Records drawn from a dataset
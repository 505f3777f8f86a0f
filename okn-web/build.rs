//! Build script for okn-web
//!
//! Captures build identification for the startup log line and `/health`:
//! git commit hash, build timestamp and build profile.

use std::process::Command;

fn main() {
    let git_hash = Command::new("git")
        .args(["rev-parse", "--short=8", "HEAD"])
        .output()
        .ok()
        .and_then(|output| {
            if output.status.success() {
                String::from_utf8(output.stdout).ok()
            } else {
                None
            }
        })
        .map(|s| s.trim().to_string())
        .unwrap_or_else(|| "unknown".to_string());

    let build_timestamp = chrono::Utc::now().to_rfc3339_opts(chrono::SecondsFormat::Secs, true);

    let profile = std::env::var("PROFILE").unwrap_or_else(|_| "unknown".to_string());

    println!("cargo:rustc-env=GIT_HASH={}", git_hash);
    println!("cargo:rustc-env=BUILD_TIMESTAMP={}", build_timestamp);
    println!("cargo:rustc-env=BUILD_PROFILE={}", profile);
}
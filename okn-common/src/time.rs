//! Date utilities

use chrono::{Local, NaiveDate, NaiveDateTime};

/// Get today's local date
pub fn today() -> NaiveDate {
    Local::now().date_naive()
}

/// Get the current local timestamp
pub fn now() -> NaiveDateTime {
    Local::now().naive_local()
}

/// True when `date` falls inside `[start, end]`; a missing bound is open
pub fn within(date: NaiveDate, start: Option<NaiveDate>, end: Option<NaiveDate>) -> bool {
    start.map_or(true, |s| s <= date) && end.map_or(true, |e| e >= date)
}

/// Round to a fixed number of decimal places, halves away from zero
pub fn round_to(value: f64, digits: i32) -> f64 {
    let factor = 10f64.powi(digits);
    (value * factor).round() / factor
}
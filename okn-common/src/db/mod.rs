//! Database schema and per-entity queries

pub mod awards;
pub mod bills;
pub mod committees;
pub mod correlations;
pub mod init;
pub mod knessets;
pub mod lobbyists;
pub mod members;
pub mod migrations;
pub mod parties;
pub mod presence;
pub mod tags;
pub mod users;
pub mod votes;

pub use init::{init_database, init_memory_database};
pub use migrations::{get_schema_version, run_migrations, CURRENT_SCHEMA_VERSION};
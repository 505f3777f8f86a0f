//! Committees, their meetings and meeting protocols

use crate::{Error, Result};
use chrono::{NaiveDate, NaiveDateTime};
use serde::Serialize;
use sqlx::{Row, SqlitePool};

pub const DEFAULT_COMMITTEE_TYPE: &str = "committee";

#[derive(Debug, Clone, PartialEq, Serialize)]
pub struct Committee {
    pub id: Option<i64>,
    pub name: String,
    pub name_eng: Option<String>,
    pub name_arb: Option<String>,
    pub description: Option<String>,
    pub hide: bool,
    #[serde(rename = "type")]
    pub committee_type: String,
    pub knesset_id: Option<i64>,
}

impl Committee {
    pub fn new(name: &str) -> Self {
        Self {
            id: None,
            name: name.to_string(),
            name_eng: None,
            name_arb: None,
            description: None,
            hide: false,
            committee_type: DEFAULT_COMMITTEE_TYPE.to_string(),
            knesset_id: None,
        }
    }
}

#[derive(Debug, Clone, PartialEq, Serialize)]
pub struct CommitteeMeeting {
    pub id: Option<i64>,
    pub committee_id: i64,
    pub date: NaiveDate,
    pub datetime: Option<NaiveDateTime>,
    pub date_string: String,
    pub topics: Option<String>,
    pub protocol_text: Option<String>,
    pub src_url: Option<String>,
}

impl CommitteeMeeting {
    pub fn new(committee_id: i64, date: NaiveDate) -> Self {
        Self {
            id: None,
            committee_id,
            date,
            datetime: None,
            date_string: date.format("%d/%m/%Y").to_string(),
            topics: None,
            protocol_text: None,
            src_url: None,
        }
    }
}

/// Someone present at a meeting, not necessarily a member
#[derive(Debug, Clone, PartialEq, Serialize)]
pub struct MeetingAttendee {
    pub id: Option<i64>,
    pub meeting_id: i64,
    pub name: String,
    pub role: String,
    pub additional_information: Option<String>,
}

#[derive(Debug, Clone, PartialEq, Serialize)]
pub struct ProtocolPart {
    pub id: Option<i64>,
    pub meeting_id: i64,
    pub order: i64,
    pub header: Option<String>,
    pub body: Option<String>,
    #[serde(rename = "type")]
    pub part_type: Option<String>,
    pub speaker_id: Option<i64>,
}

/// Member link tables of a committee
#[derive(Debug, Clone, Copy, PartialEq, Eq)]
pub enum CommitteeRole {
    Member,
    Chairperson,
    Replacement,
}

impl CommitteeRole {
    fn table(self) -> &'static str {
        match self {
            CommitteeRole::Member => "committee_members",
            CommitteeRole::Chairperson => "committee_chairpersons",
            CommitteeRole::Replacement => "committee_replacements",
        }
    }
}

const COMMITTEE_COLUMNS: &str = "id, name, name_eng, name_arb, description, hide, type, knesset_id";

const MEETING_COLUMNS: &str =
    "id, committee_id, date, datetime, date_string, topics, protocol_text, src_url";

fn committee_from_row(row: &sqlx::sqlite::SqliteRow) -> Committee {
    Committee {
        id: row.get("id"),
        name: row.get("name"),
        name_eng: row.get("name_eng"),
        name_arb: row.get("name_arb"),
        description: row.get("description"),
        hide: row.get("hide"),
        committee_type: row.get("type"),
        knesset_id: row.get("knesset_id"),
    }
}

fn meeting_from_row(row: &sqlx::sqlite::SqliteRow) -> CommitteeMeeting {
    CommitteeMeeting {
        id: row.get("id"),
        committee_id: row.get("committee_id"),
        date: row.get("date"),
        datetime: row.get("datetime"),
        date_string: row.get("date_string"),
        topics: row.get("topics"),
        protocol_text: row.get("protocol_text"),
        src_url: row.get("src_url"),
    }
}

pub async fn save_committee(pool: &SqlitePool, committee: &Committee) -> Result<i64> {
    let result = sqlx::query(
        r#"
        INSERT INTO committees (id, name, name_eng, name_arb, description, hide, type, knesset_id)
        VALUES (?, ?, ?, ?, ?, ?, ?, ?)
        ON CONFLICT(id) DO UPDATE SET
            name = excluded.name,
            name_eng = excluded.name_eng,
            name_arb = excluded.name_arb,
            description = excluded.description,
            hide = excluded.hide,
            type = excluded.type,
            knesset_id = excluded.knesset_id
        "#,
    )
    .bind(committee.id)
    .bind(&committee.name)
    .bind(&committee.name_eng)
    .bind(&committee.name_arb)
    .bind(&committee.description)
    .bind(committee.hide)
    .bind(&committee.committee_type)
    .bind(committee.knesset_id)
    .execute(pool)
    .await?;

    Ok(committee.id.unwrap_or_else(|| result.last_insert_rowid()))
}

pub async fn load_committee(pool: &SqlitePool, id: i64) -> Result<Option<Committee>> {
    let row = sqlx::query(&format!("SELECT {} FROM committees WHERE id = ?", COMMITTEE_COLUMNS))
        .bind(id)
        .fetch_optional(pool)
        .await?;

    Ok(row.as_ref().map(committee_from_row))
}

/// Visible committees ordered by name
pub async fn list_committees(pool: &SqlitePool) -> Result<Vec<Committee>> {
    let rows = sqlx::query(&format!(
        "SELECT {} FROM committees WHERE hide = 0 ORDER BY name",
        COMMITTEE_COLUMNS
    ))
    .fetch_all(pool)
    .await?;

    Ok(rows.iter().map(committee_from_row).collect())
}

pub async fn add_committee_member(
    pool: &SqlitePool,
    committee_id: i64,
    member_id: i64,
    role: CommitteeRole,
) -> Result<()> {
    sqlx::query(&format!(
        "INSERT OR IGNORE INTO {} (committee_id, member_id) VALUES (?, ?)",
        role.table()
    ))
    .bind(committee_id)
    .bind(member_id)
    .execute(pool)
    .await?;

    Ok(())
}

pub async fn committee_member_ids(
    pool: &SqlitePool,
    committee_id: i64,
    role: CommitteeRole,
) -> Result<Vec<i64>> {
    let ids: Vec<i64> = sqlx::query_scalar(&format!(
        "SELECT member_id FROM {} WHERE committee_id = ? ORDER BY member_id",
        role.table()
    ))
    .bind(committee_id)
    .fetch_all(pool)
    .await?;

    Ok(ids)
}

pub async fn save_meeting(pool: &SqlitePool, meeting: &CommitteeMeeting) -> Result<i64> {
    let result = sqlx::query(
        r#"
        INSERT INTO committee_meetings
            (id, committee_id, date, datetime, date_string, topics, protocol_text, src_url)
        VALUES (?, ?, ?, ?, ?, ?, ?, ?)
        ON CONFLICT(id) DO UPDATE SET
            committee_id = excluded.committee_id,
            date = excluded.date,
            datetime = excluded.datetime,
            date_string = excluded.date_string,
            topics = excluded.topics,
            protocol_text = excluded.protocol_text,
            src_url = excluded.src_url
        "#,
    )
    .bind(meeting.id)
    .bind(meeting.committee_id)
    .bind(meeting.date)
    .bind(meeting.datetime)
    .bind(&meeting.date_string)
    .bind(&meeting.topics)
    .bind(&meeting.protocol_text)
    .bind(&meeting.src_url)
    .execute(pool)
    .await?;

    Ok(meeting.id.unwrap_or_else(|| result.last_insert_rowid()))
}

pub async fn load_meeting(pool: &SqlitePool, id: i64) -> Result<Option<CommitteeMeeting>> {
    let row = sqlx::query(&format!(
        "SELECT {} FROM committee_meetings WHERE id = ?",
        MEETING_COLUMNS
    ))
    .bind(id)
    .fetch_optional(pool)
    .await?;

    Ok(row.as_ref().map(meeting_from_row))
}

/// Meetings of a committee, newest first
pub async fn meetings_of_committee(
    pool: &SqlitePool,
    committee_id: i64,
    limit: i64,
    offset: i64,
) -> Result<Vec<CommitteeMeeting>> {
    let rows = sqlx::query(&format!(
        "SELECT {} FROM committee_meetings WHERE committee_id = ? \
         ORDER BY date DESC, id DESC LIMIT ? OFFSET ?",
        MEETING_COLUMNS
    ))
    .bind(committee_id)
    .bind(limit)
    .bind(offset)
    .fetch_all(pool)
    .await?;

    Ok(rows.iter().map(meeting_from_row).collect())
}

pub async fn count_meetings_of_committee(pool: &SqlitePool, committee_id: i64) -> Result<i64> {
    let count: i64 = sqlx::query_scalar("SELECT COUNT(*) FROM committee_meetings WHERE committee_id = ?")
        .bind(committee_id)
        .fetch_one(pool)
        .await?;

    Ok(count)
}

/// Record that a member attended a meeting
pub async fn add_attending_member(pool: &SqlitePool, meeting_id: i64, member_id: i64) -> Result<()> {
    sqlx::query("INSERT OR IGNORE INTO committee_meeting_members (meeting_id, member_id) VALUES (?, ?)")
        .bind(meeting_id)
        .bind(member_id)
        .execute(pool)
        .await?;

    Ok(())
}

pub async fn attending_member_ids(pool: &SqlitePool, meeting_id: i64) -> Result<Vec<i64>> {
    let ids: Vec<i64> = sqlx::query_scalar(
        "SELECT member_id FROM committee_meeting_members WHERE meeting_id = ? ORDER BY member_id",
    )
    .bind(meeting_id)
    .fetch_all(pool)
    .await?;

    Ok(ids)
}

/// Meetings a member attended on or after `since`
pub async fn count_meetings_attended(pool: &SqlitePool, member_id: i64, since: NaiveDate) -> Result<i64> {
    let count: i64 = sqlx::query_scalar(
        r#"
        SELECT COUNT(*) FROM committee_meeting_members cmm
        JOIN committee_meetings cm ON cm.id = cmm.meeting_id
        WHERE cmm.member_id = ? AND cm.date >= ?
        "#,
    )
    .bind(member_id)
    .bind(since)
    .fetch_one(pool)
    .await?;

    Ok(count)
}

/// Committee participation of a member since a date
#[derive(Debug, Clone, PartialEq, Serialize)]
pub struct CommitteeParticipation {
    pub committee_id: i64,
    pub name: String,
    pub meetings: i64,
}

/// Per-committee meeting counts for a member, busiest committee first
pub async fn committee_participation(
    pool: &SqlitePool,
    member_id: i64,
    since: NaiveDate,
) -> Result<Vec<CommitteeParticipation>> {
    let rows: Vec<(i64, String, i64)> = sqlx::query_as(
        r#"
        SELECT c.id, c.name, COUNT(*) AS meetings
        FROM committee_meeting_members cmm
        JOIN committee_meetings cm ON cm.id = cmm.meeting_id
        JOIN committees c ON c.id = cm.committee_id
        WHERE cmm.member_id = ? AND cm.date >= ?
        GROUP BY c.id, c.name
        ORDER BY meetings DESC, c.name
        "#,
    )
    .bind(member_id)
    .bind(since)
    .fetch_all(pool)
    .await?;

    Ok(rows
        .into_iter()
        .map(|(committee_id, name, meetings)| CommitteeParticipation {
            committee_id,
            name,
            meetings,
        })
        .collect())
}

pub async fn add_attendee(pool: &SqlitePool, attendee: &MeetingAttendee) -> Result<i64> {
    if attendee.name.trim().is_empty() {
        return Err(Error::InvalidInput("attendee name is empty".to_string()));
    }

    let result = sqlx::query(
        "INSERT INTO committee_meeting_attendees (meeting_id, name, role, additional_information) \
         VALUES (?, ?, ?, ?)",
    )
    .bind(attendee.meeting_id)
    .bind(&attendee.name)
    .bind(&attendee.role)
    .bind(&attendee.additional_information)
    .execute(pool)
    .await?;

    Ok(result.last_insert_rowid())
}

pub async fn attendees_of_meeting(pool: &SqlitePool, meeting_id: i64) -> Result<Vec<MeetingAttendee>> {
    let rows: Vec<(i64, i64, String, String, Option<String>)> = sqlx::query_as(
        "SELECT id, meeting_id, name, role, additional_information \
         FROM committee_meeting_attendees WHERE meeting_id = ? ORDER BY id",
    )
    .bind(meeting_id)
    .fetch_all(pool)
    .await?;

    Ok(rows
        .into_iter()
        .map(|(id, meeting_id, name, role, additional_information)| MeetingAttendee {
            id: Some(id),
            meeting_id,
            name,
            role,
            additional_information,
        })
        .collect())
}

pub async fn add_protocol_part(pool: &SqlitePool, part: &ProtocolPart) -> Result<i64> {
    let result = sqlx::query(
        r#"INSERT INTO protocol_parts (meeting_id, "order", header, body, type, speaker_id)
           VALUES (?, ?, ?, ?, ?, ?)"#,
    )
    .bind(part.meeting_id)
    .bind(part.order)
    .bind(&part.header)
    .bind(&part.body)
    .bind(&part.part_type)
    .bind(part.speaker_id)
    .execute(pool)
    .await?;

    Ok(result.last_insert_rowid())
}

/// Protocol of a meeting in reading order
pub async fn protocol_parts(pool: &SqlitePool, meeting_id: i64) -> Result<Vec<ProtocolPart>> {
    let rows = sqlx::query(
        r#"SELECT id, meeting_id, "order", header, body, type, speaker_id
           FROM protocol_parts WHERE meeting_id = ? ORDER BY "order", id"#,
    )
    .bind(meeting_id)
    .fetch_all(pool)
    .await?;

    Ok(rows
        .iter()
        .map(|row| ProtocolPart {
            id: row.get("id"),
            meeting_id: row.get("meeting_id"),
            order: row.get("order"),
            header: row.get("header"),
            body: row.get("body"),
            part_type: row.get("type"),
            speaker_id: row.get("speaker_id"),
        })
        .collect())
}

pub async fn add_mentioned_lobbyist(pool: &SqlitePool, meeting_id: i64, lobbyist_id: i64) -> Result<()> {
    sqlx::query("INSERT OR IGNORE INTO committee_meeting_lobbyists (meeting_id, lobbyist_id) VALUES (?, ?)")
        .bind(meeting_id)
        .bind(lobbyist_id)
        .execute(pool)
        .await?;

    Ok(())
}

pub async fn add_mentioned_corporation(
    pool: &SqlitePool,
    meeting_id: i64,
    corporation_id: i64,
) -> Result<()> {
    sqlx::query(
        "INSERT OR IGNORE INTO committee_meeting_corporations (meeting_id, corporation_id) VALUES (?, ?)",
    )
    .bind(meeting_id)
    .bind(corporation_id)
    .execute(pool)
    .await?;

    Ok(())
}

**EXERCISE BRIEF**
Tally every line above that has the word "Chairperson", and report the total with no other words.

**FINISHED TASK**
2